2014 yılında, 28897 sayılı kararla değiştirilmiştir. Daha önceki kurala göre ise Yüksek Disiplin Kurulu “Yükseköğretim Yürütme Kurulu” ve Yükseköğretim Kurulu üyelerinin, rektörlerin ve dekanların disiplin işlerinde “Genel Kurul” olarak tanımlanmıştı.

21. Her iki farklı yapılanmanın da 657 Sayılı Yasa’da hiçbir karşılığı yoktur. Nitekim, 657 Sayılı Yasanın disiplin kurul ve amirlerine ilişkin hükümleri bir Bakanlar Kurulu Yönetmeliği ile somutlaştırılmıştır. Disiplin Kurulları ve Disiplin Amirleri Hakkında Yönetmelik’te 2 “Üniversite” veya “Yükseköğretim” kavramları bir kez bile geçmemektedir. Çünkü, 657 Sayılı Yasanın disiplin mekanizmaları Yasanın 1. maddesi uyarınca üniversiteleri kapsamamaktadır. Dolayısıyla, kıyas yoluyla usul açısından ne 657 Sayılı Yasa hükümlerinin ne de Disiplin Kurulları ve Disiplin Amirleri Hakkında Yönetmelik hükümlerinin YÖK ve üniversite soruşturmalarına uygulanması mümkün değildir.

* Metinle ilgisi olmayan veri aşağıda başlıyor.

//! Per-athlete simulation clock.
//!
//! Maps elapsed wall time and speed into distance covered along the route.
//! All progress accounting goes through one rebasing rule: `baseline_km`
//! holds the distance accumulated up to the last control operation, and the
//! reference instant marks when the current running stretch began. Pause,
//! resume and speed changes capture the computed distance into the baseline
//! before touching anything else, so no operation can jump or double-count
//! position.
//!
//! State machine:
//!
//! ```text
//! Idle --start--> Running --pause--> Paused --resume--> Running
//! Running | Paused --stop/reset--> Idle
//! ```
//!
//! `start` is also reachable from `Running`/`Paused` and always restarts
//! from the athlete's configured start offset.

use crate::error::{Result, SimError};
use crate::route::RouteModel;
use crate::time::TimeSource;
use crate::types::{Athlete, AthleteState, RunState};
use log::debug;
use std::sync::Arc;
use std::time::Duration;

pub struct AthleteClock {
    athlete: Athlete,
    time: Arc<dyn TimeSource>,
    route: Option<Arc<RouteModel>>,
    speed_kmh: f64,
    run_state: RunState,
    /// Time-source instant of the last rebase; `None` unless running.
    reference: Option<Duration>,
    /// Distance accumulated before the reference instant, in km from the
    /// route origin.
    baseline_km: f64,
}

impl AthleteClock {
    pub fn new(athlete: Athlete, time: Arc<dyn TimeSource>) -> Self {
        let speed_kmh = athlete.speed_kmh();
        let baseline_km = athlete.initial_distance_km;
        Self {
            athlete,
            time,
            route: None,
            speed_kmh,
            run_state: RunState::Idle,
            reference: None,
            baseline_km,
        }
    }

    /// Bind the clock to a route. Must precede any control operation.
    /// Rebinding (a different route or the same one again) sends the athlete
    /// back to their configured start offset.
    pub fn bind_route(&mut self, route: Arc<RouteModel>) {
        self.route = Some(route);
        self.run_state = RunState::Idle;
        self.reference = None;
        self.baseline_km = self.athlete.initial_distance_km;
    }

    pub fn athlete(&self) -> &Athlete {
        &self.athlete
    }

    pub fn run_state(&self) -> RunState {
        self.run_state
    }

    pub fn speed_kmh(&self) -> f64 {
        self.speed_kmh
    }

    fn route(&self) -> Result<&Arc<RouteModel>> {
        self.route.as_ref().ok_or(SimError::NotInitialized)
    }

    fn hours_since_reference(&self, reference: Duration) -> f64 {
        self.time.now().saturating_sub(reference).as_secs_f64() / 3600.0
    }

    // -----------------------------------------------------------------------
    // Control operations
    // -----------------------------------------------------------------------

    /// Begin moving from the athlete's configured start offset. Calling
    /// `start` while already running restarts from that offset; "start"
    /// never means "continue".
    pub fn start(&mut self) -> Result<()> {
        self.route()?;
        self.run_state = RunState::Running;
        self.reference = Some(self.time.now());
        self.baseline_km = self.athlete.initial_distance_km;
        debug!(
            "athlete '{}' started at {:.2} km, {:.1} km/h",
            self.athlete.id, self.baseline_km, self.speed_kmh
        );
        Ok(())
    }

    /// Freeze progress. No-op unless running.
    pub fn pause(&mut self) -> Result<()> {
        self.route()?;
        if self.run_state == RunState::Running {
            // Freeze through the same formula reads use, so no partial
            // progress is lost or counted twice.
            self.baseline_km = self.distance_covered_km()?;
            self.run_state = RunState::Paused;
            self.reference = None;
        }
        Ok(())
    }

    /// Continue from the frozen baseline. No-op unless paused.
    pub fn resume(&mut self) -> Result<()> {
        self.route()?;
        if self.run_state == RunState::Paused {
            self.reference = Some(self.time.now());
            self.run_state = RunState::Running;
        }
        Ok(())
    }

    /// Return to idle at the configured start offset (not km 0),
    /// regardless of prior run history.
    pub fn stop(&mut self) -> Result<()> {
        self.route()?;
        self.run_state = RunState::Idle;
        self.reference = None;
        self.baseline_km = self.athlete.initial_distance_km;
        Ok(())
    }

    /// Alias of [`stop`](Self::stop); both return the athlete to their
    /// start offset.
    pub fn reset(&mut self) -> Result<()> {
        self.stop()
    }

    /// Change speed without moving the athlete: the distance computed under
    /// the old speed becomes the new baseline before the swap, so position
    /// at the instant of the change is preserved exactly. Invalid values
    /// are rejected without touching any state.
    pub fn set_speed(&mut self, kmh: f64) -> Result<()> {
        self.route()?;
        if !kmh.is_finite() || kmh <= 0.0 {
            return Err(SimError::InvalidSpeed { got: kmh });
        }

        self.baseline_km = self.distance_covered_km()?;
        self.speed_kmh = kmh;
        if self.run_state == RunState::Running {
            self.reference = Some(self.time.now());
        }
        Ok(())
    }

    // -----------------------------------------------------------------------
    // Queries
    // -----------------------------------------------------------------------

    /// Distance covered along the route from its origin, in km.
    ///
    /// While running: `baseline + speed * hours_since_reference`, clamped
    /// between the start offset and the route total. Otherwise the baseline
    /// alone. Monotonically non-decreasing while running.
    pub fn distance_covered_km(&self) -> Result<f64> {
        let route = self.route()?;
        let total = route.total_distance_km();
        let initial = self.athlete.initial_distance_km;

        let raw = match (self.run_state, self.reference) {
            (RunState::Running, Some(reference)) => {
                self.baseline_km + self.speed_kmh * self.hours_since_reference(reference)
            }
            _ => self.baseline_km,
        };

        // Lower bound first: a start offset beyond the route end still caps
        // at the route total.
        Ok(raw.max(initial).min(total))
    }

    fn elapsed_time_hours(&self) -> f64 {
        match (self.run_state, self.reference) {
            (RunState::Idle, _) => 0.0,
            (RunState::Running, Some(reference)) => {
                self.baseline_km / self.speed_kmh + self.hours_since_reference(reference)
            }
            _ => self.baseline_km / self.speed_kmh,
        }
    }

    /// Point-in-time snapshot; pure read, no side effects.
    ///
    /// When idle, reports the athlete sitting motionless at their start
    /// offset with zero elapsed time.
    pub fn current_state(&self) -> Result<AthleteState> {
        let route = self.route()?;
        let total = route.total_distance_km();
        let distance = self.distance_covered_km()?;
        let position = route.position_at(distance);

        let (progress_percent, is_finished) = if route.is_zero_length() {
            (100.0, true)
        } else {
            (distance / total * 100.0, distance >= total)
        };

        Ok(AthleteState {
            athlete_id: self.athlete.id.clone(),
            position,
            distance_covered_km: distance,
            progress_percent,
            elapsed_time_hours: self.elapsed_time_hours(),
            estimated_total_time_hours: total / self.speed_kmh,
            speed_kmh: self.speed_kmh,
            is_finished,
            is_paused: self.run_state == RunState::Paused,
            athlete: self.athlete.clone(),
        })
    }
}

22. Yönetmelik yürürlükten kalktığına göre, 657 Sayılı Yasaya bakarak Üniversiteler açısından kamu görevinden çıkarma cezasını verecek Yüksek Disiplin Kurulu’nun nasıl oluşacağını anlamak bu aşamada imkansızdır. Anayasa Mahkemesi’nin iptal kararının açık bir şekilde ortaya koyduğu ve Danıştay’ın da kabul ettiği üzere bu konu 657 Sayılı Yasada düzenlenmemiştir ve açıkça Üniversite için düzenlenmelidir.

23. Bu koşullar altında, şu sonuca ulaşılması zorunludur. Nasıl savcı, yargıç, avukat ve sanığın tanımlandığı bir muhakeme yasasının olmadığı durumda salt suçların tanımlanması hukuki bir cezalandırmayı yapmaya yeterli olmayacaksa, yetkili soruşturmacı, disiplin kurulu ve itiraz mekanizmalarının öngörülmediği durumda da disiplin cezası verilemez. 657 Sayılı Yasanın öngördüğü suç ve cezaların Danıştay tarafından kabul edildiği gibi yükseköğretim personeline uygulanacağı varsayılsa bile aynı Yasanın usule ilişkin hükümlerinin Üniversiteler açısından uygulanması mümkün olmadığı için mevcut disiplin kurulları ve özellikle de YÖK Yüksek Disiplin Kurulu’nun kamu görevinden çıkarma cezası vermesi imkansızdır.

Sonuç

24. Bu raporda açıklanan nedenlerle, 20 Temmuz 2016 tarihinde YÖK Yüksek Disiplin Kurulu olarak toplanacak olan Yükseköğretim Genel Kurulu üyelerinin kamu görevinden çıkarma talepleri hakkında yetkisizlik kararı vermesi gerekir.

25. Ayrıca, şu ana kadar üniversitelerde disiplin soruşturmalarına ilişkin yürütülen tüm işlemler hukuksuz olduğu için de ilgili suçun zamanaşımı nedeniyle düşürülmesi hukuki bir zorunluluk haline gelmiştir.